> [EXERCISE OBJECTIVE]: In the records below, find every line that contains "bool" and list it.

(PROVIDED INFORMATION begins)

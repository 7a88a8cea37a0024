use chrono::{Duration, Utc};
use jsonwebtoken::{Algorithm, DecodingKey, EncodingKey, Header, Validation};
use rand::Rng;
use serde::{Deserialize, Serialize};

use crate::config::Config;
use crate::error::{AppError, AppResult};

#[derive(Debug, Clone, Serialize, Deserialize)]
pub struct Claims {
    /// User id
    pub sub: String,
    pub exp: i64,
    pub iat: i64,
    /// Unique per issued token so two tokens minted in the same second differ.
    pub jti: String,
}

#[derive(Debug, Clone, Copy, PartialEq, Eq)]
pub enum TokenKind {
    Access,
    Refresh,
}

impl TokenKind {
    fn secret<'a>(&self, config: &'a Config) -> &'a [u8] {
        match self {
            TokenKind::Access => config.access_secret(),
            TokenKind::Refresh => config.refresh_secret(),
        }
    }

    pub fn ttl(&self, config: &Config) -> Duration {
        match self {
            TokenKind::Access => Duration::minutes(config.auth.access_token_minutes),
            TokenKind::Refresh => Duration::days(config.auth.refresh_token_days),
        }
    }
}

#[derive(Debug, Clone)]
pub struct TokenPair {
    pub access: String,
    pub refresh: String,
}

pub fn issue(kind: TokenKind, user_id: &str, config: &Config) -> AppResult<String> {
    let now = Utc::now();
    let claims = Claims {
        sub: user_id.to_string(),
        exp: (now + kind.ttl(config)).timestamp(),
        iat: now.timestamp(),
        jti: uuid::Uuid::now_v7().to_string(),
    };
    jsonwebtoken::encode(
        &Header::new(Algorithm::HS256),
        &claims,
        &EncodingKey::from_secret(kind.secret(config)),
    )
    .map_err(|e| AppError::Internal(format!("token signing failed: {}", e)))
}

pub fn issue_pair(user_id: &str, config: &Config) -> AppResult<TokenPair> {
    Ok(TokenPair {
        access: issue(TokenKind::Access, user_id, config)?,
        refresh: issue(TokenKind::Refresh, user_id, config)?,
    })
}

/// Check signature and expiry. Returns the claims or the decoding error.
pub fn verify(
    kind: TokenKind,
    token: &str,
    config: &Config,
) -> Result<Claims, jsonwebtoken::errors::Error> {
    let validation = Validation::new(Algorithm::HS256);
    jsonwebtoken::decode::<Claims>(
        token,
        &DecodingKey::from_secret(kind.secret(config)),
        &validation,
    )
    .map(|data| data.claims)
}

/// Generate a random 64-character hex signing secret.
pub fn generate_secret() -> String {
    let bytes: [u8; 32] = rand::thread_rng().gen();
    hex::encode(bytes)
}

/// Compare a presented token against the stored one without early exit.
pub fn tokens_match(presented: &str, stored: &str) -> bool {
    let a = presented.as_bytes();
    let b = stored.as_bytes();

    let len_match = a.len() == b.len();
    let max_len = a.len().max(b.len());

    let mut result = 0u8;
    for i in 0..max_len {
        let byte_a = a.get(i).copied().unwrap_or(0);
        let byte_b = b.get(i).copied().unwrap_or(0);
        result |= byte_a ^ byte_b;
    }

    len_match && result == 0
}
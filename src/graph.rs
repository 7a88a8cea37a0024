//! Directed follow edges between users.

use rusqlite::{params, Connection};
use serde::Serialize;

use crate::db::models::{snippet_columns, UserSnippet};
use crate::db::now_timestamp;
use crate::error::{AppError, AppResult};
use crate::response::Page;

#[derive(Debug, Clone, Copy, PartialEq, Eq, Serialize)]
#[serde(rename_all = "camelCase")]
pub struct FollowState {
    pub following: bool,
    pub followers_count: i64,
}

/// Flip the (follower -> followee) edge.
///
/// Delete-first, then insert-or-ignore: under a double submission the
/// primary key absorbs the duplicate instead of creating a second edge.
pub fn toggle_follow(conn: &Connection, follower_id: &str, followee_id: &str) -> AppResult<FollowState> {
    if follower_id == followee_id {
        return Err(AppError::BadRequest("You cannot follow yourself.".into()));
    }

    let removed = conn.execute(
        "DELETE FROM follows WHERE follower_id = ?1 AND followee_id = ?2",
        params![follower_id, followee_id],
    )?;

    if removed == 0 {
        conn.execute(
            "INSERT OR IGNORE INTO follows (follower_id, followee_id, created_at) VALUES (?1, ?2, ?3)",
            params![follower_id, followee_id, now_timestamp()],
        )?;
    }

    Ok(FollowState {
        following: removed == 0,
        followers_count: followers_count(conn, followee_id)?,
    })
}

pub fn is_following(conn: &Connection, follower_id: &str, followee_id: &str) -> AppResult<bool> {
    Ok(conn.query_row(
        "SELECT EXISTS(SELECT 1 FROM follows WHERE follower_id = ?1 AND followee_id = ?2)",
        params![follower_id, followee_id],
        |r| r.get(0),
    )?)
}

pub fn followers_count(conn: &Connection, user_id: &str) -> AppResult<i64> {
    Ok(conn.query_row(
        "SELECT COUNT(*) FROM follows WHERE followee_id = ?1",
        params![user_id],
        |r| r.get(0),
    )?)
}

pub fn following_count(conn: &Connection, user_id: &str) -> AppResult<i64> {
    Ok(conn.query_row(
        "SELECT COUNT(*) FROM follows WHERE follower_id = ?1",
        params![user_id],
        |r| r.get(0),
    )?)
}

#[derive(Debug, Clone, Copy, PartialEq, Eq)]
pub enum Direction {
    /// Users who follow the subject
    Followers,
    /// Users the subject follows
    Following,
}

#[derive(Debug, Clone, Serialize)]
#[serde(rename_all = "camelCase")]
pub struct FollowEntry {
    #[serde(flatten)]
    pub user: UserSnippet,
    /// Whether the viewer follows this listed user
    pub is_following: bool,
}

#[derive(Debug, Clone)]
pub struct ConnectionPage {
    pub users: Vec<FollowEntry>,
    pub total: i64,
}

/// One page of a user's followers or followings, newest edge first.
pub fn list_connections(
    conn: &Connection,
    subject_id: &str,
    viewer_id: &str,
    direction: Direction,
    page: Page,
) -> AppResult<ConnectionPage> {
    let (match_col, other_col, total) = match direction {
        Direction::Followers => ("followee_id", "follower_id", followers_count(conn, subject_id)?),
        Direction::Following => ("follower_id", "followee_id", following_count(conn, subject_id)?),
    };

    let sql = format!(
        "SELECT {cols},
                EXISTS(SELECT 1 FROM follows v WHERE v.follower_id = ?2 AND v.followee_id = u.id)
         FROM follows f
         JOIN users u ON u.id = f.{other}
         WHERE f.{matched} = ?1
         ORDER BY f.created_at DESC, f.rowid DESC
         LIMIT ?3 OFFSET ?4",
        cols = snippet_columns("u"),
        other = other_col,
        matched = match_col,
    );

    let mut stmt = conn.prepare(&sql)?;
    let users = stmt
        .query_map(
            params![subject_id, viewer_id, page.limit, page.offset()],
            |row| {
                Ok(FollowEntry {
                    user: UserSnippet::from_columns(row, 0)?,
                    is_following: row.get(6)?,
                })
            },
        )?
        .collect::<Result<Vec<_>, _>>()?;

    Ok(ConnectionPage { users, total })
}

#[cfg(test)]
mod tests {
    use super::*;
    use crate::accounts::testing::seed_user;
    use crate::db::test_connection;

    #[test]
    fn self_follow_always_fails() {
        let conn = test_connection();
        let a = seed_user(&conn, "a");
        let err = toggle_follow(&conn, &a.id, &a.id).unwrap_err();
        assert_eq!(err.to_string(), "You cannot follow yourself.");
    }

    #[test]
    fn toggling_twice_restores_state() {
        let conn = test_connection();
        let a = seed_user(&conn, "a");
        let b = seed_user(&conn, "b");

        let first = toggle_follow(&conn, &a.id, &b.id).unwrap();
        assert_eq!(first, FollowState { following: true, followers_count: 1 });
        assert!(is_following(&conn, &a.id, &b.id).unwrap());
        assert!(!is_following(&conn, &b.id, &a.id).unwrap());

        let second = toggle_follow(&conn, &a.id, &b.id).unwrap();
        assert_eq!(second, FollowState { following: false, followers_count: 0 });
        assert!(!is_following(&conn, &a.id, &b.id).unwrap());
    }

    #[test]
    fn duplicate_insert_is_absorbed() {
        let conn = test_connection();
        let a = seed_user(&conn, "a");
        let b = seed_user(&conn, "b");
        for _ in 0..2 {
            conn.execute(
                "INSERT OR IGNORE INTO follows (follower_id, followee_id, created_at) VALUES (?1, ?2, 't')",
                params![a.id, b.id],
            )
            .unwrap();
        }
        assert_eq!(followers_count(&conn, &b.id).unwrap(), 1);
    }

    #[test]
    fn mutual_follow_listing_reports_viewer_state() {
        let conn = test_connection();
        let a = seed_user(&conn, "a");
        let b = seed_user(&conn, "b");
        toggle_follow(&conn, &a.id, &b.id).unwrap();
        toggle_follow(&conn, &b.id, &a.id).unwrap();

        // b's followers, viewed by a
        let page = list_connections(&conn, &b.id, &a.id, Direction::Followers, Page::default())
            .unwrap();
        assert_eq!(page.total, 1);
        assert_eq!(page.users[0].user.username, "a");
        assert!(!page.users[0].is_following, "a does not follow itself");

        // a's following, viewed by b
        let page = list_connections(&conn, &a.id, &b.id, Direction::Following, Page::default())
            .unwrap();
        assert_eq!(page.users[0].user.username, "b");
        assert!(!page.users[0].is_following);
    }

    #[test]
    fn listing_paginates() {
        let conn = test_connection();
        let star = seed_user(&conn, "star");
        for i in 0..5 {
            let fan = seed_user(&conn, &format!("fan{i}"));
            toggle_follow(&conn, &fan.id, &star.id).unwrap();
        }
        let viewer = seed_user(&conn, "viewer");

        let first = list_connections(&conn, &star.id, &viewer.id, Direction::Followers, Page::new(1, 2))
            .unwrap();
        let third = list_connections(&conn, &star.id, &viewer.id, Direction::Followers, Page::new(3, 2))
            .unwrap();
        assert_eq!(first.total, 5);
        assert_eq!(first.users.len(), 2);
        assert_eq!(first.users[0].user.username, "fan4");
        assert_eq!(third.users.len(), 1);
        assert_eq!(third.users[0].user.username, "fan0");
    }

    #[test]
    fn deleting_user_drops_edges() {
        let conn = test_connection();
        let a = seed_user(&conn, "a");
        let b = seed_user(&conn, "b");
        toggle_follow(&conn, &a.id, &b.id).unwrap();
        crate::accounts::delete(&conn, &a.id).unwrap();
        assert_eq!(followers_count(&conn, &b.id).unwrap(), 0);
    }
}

(PROVIDED INFORMATION ends)
(PROVIDED INFORMATION begins)

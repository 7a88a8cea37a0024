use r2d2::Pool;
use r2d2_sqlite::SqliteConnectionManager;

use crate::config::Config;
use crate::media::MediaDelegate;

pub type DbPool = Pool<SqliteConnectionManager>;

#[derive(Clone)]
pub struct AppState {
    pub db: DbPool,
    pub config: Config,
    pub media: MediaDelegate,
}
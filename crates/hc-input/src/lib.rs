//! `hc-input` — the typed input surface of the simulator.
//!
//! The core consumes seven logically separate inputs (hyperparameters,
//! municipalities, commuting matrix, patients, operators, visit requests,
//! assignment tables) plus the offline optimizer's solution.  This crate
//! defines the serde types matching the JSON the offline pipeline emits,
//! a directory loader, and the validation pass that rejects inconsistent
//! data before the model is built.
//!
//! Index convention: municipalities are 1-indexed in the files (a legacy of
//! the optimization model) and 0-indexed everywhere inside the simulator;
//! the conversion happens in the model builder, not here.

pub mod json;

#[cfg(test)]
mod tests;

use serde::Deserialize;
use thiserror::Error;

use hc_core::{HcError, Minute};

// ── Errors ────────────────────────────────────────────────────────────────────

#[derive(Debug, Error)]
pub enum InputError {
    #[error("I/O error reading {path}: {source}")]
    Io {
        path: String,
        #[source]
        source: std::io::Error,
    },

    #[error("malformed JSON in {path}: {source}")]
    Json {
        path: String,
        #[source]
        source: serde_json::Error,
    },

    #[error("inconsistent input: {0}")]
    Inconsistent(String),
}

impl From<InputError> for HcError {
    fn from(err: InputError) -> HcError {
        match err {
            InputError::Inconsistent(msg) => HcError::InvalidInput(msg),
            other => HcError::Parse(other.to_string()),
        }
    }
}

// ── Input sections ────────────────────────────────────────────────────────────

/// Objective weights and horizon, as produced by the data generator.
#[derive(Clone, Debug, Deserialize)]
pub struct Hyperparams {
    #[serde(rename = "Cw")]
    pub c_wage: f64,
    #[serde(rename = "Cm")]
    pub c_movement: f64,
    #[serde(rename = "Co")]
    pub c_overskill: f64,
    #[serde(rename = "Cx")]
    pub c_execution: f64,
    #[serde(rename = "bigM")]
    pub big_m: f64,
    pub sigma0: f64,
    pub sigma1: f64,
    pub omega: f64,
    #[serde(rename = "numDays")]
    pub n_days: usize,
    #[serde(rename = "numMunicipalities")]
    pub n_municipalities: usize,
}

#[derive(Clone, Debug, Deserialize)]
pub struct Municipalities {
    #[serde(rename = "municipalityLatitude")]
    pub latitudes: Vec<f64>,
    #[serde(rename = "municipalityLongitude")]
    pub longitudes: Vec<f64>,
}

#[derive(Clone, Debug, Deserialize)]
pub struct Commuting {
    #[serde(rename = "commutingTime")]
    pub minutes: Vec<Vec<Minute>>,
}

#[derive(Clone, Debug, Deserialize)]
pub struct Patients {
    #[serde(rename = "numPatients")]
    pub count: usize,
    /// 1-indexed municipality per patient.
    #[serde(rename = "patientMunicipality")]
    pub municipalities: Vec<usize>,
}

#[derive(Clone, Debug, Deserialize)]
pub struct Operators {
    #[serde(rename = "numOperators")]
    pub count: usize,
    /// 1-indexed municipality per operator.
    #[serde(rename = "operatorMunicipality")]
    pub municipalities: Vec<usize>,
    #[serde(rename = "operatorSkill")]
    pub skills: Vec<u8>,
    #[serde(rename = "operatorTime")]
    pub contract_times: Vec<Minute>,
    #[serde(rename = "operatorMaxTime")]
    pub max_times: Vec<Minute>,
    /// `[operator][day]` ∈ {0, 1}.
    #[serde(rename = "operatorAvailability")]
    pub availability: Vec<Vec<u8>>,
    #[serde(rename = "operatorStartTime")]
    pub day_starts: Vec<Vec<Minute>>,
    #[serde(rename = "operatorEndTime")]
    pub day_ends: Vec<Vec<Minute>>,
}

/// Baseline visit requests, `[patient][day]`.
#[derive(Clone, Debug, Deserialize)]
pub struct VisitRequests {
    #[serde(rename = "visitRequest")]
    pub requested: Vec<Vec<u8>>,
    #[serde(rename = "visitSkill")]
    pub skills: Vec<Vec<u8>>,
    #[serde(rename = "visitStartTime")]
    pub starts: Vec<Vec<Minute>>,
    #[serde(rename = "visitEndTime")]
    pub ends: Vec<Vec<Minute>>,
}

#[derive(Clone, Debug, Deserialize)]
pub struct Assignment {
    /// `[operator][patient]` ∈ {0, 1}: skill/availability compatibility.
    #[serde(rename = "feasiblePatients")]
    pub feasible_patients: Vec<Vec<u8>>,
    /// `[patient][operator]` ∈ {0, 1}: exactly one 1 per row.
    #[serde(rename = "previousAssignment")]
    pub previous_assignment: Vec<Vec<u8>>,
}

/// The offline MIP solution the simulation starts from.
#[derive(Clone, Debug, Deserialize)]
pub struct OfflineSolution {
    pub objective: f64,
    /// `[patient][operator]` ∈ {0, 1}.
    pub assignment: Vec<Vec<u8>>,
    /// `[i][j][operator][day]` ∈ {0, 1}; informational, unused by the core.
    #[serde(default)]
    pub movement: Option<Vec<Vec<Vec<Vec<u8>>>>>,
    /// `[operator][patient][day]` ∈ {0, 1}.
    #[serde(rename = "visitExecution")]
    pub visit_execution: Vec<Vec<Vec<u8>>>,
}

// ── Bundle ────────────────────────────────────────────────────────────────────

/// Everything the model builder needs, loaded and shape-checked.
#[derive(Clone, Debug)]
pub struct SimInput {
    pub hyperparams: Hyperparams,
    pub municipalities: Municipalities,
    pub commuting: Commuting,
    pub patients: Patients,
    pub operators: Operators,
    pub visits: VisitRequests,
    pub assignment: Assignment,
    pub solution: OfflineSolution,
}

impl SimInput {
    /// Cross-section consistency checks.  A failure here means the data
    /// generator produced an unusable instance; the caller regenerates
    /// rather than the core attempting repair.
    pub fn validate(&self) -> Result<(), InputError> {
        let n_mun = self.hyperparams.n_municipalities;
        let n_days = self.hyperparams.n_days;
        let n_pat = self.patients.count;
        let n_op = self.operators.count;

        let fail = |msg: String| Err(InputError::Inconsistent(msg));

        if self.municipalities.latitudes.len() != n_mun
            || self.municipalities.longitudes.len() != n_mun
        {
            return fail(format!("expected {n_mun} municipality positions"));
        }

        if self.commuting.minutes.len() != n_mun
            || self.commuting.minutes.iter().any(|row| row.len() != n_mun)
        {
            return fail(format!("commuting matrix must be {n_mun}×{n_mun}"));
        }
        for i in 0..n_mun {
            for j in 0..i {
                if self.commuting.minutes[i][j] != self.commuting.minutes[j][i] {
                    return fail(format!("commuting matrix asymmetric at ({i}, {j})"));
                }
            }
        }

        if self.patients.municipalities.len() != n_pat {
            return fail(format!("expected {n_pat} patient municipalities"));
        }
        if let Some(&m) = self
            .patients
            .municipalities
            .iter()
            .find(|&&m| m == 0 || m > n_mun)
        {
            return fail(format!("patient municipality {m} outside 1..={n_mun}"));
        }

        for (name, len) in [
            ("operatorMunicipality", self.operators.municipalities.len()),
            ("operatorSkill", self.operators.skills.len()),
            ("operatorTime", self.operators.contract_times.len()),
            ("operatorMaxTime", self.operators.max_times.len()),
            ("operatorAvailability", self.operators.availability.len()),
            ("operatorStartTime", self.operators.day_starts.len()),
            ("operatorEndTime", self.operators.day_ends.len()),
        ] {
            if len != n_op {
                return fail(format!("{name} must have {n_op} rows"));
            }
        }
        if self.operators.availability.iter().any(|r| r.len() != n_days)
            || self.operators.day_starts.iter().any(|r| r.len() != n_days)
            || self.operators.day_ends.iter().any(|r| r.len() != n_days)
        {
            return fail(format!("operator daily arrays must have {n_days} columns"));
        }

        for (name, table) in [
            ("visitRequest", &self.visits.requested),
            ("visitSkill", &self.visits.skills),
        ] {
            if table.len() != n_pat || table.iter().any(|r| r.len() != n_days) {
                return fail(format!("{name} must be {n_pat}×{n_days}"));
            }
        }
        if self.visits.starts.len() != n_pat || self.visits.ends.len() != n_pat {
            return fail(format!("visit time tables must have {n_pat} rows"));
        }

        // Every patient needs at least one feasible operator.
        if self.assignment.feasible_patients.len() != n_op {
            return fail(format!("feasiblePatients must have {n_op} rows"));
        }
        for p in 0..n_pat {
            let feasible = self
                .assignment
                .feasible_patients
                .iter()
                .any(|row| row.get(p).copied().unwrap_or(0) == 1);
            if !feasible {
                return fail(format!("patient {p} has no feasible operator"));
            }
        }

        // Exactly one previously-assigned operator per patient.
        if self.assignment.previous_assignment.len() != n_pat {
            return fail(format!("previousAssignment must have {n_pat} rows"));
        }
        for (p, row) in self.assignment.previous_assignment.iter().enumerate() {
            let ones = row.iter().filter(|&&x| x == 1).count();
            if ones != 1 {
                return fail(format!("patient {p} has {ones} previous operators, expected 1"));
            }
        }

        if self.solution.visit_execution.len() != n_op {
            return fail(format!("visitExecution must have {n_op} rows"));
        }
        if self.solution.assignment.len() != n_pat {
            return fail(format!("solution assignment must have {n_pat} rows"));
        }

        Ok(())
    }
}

(PROVIDED INFORMATION ends)

> [RESULT FOR THIS EXERCISE]:
pub fn tokens_match(presented: &str, stored: &str) -> bool {
    pub following: bool,
pub fn is_following(conn: &Connection, follower_id: &str, followee_id: &str) -> AppResult<bool> {
    pub is_following: bool,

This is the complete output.